- Work to complete -
The data must be given again in full, with no line altered.

- Records supplied -
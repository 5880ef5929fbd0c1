//! AST to render code.
//!
//! The generator walks the AST once and emits the body of a template
//! factory: it destructures the runtime (`bdom`, `helpers`), declares the
//! static block constructors, then returns the main render function. Nested
//! render functions (slot content, default content, lazy `t-set` bodies) are
//! emitted in between, in creation order.
//!
//! Static markup accumulates into the structure of the current block. Each
//! dynamic piece (attribute, text, handler, ref) is appended to the block data
//! and referenced by index from `block-*` placeholders in that structure.

use std::collections::{HashMap, HashSet};
use std::fmt::Write as _;
use std::sync::LazyLock;

use indexmap::{IndexMap, IndexSet};
use regex::{NoExpand, Regex};

use crate::ast::{
    AssignNode, Ast, AttrMap, CallTemplateNode, ComponentNode, ConditionalNode, ElementNode,
    EscapeNode, ForEachNode, RawOutputNode, SlotNode,
};
use crate::block::{BlockDescription, BlockKind, var_name};
use crate::dom::{Element, Node};
use crate::error::{CompileError, CompileResult};
use crate::expression::{
    compile_expr, compile_expr_to_tokens, has_interpolation, interpolate, replace_dynamic_parts,
};
use crate::interface::{BlockDefinition, CompileOptions, CompiledTemplate};
use crate::parser::EVENT_MODIFIERS;
use crate::target::CodeTarget;

type BlockId = usize;

const BDOM_IMPORTS: &str = "let { text, createBlock, list, multi, html, toggler, comment } = bdom;";
const MAIN_TARGET: &str = "template";

static TRANSLATION: LazyLock<Regex> =
    LazyLock::new(|| Regex::new(r"^(\s*)([\s\S]+?)(\s*)$").expect("valid pattern"));
static TAG_START: LazyLock<Regex> = LazyLock::new(|| Regex::new(r"^<\w+").expect("valid pattern"));
static TAG_END: LazyLock<Regex> = LazyLock::new(|| Regex::new(r"\w+>$").expect("valid pattern"));
static PLAIN_PROP_NAME: LazyLock<Regex> =
    LazyLock::new(|| Regex::new(r"(?i)^[a-z_]+$").expect("valid pattern"));

/// A template is context-safe when it can not alter its rendering context.
pub(crate) fn has_safe_context(source: &str) -> bool {
    !source.contains("t-set") && !source.contains("t-call")
}

/// Generates the render code of a parsed template. `source` is the template
/// text, scanned for directives that can alter the rendering context.
pub(crate) fn generate(
    ast: &Ast,
    source: &str,
    options: &CompileOptions,
) -> CompileResult<CompiledTemplate> {
    log::debug!(
        "compiling template {:?} ({} bytes)",
        options.name.as_deref().unwrap_or_default(),
        source.len()
    );
    let compiled = CodeGenerator::new(options, has_safe_context(source)).generate(ast)?;
    log::debug!(
        "compiled template {:?}: {} helpers, {} blocks, {} functions",
        options.name.as_deref().unwrap_or_default(),
        compiled.helpers.len(),
        compiled.blocks.len(),
        compiled.functions.len()
    );
    Ok(compiled)
}

/// Attributes patched as dom properties. Their values are boxed so the
/// runtime never skips an update on an unchanged value.
fn is_prop(tag: &str, key: &str) -> bool {
    match tag {
        "input" => matches!(key, "checked" | "indeterminate" | "value" | "readonly" | "disabled"),
        "option" => matches!(key, "selected" | "disabled"),
        "textarea" => matches!(key, "value" | "readonly" | "disabled"),
        "select" => matches!(key, "value" | "disabled"),
        "button" | "optgroup" => key == "disabled",
        _ => false,
    }
}

fn or_undefined(value: &str) -> &str {
    if value.is_empty() { "undefined" } else { value }
}

/// Compilation state of one AST node.
#[derive(Debug, Clone)]
struct Ctx {
    block: Option<BlockId>,
    /// Position in the parent block, or the loop index variable.
    index: String,
    force_new_block: bool,
    is_last: bool,
    translate: bool,
    t_key_expr: Option<String>,
    name_space: Option<String>,
    t_model_selected_expr: Option<String>,
    prevent_root: bool,
    ctx_var: Option<String>,
}

impl Ctx {
    fn root() -> Self {
        Self {
            block: None,
            index: "0".to_string(),
            force_new_block: false,
            is_last: true,
            translate: true,
            t_key_expr: None,
            name_space: None,
            t_model_selected_expr: None,
            prevent_root: false,
            ctx_var: None,
        }
    }

    /// A fresh context for a child node. Only translation, namespace and the
    /// selected `t-model` value are inherited.
    fn child(&self) -> Self {
        Self {
            block: None,
            index: "0".to_string(),
            force_new_block: true,
            is_last: false,
            translate: self.translate,
            t_key_expr: None,
            name_space: self.name_space.clone(),
            t_model_selected_expr: self.t_model_selected_expr.clone(),
            prevent_root: false,
            ctx_var: None,
        }
    }
}

pub(crate) struct CodeGenerator<'o> {
    options: &'o CompileOptions,
    translatable_attributes: Vec<String>,
    has_safe_context: bool,
    blocks: Vec<BlockDescription>,
    /// Blocks with a static structure, in creation order.
    block_defs: Vec<BlockId>,
    target: CodeTarget,
    targets: Vec<CodeTarget>,
    static_defs: Vec<(String, String)>,
    slot_names: HashSet<String>,
    helpers: IndexSet<String>,
    next_ids: HashMap<String, usize>,
}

- Solution -
repository 5880ef5929fbd0c1
//! AST to render code.
//!
//! The generator walks the AST once and emits the body of a template
//! factory: it destructures the runtime (`bdom`, `helpers`), declares the
//! static block constructors, then returns the main render function. Nested
//! render functions (slot content, default content, lazy `t-set` bodies) are
//! emitted in between, in creation order.
//!
//! Static markup accumulates into the structure of the current block. Each
//! dynamic piece (attribute, text, handler, ref) is appended to the block data
//! and referenced by index from `block-*` placeholders in that structure.

use std::collections::{HashMap, HashSet};
use std::fmt::Write as _;
use std::sync::LazyLock;

use indexmap::{IndexMap, IndexSet};
use regex::{NoExpand, Regex};

use crate::ast::{
    AssignNode, Ast, AttrMap, CallTemplateNode, ComponentNode, ConditionalNode, ElementNode,
    EscapeNode, ForEachNode, RawOutputNode, SlotNode,
};
use crate::block::{BlockDescription, BlockKind, var_name};
use crate::dom::{Element, Node};
use crate::error::{CompileError, CompileResult};
use crate::expression::{
    compile_expr, compile_expr_to_tokens, has_interpolation, interpolate, replace_dynamic_parts,
};
use crate::interface::{BlockDefinition, CompileOptions, CompiledTemplate};
use crate::parser::EVENT_MODIFIERS;
use crate::target::CodeTarget;

type BlockId = usize;

const BDOM_IMPORTS: &str = "let { text, createBlock, list, multi, html, toggler, comment } = bdom;";
const MAIN_TARGET: &str = "template";

static TRANSLATION: LazyLock<Regex> =
    LazyLock::new(|| Regex::new(r"^(\s*)([\s\S]+?)(\s*)$").expect("valid pattern"));
static TAG_START: LazyLock<Regex> = LazyLock::new(|| Regex::new(r"^<\w+").expect("valid pattern"));
static TAG_END: LazyLock<Regex> = LazyLock::new(|| Regex::new(r"\w+>$").expect("valid pattern"));
static PLAIN_PROP_NAME: LazyLock<Regex> =
    LazyLock::new(|| Regex::new(r"(?i)^[a-z_]+$").expect("valid pattern"));

/// A template is context-safe when it can not alter its rendering context.
pub(crate) fn has_safe_context(source: &str) -> bool {
    !source.contains("t-set") && !source.contains("t-call")
}

/// Generates the render code of a parsed template. `source` is the template
/// text, scanned for directives that can alter the rendering context.
pub(crate) fn generate(
    ast: &Ast,
    source: &str,
    options: &CompileOptions,
) -> CompileResult<CompiledTemplate> {
    log::debug!(
        "compiling template {:?} ({} bytes)",
        options.name.as_deref().unwrap_or_default(),
        source.len()
    );
    let compiled = CodeGenerator::new(options, has_safe_context(source)).generate(ast)?;
    log::debug!(
        "compiled template {:?}: {} helpers, {} blocks, {} functions",
        options.name.as_deref().unwrap_or_default(),
        compiled.helpers.len(),
        compiled.blocks.len(),
        compiled.functions.len()
    );
    Ok(compiled)
}

/// Attributes patched as dom properties. Their values are boxed so the
/// runtime never skips an update on an unchanged value.
fn is_prop(tag: &str, key: &str) -> bool {
    match tag {
        "input" => matches!(key, "checked" | "indeterminate" | "value" | "readonly" | "disabled"),
        "option" => matches!(key, "selected" | "disabled"),
        "textarea" => matches!(key, "value" | "readonly" | "disabled"),
        "select" => matches!(key, "value" | "disabled"),
        "button" | "optgroup" => key == "disabled",
        _ => false,
    }
}

fn or_undefined(value: &str) -> &str {
    if value.is_empty() { "undefined" } else { value }
}

/// Compilation state of one AST node.
#[derive(Debug, Clone)]
struct Ctx {
    block: Option<BlockId>,
    /// Position in the parent block, or the loop index variable.
    index: String,
    force_new_block: bool,
    is_last: bool,
    translate: bool,
    t_key_expr: Option<String>,
    name_space: Option<String>,
    t_model_selected_expr: Option<String>,
    prevent_root: bool,
    ctx_var: Option<String>,
}

impl Ctx {
    fn root() -> Self {
        Self {
            block: None,
            index: "0".to_string(),
            force_new_block: false,
            is_last: true,
            translate: true,
            t_key_expr: None,
            name_space: None,
            t_model_selected_expr: None,
            prevent_root: false,
            ctx_var: None,
        }
    }

    /// A fresh context for a child node. Only translation, namespace and the
    /// selected `t-model` value are inherited.
    fn child(&self) -> Self {
        Self {
            block: None,
            index: "0".to_string(),
            force_new_block: true,
            is_last: false,
            translate: self.translate,
            t_key_expr: None,
            name_space: self.name_space.clone(),
            t_model_selected_expr: self.t_model_selected_expr.clone(),
            prevent_root: false,
            ctx_var: None,
        }
    }
}

pub(crate) struct CodeGenerator<'o> {
    options: &'o CompileOptions,
    translatable_attributes: Vec<String>,
    has_safe_context: bool,
    blocks: Vec<BlockDescription>,
    /// Blocks with a static structure, in creation order.
    block_defs: Vec<BlockId>,
    target: CodeTarget,
    targets: Vec<CodeTarget>,
    static_defs: Vec<(String, String)>,
    slot_names: HashSet<String>,
    helpers: IndexSet<String>,
    next_ids: HashMap<String, usize>,
}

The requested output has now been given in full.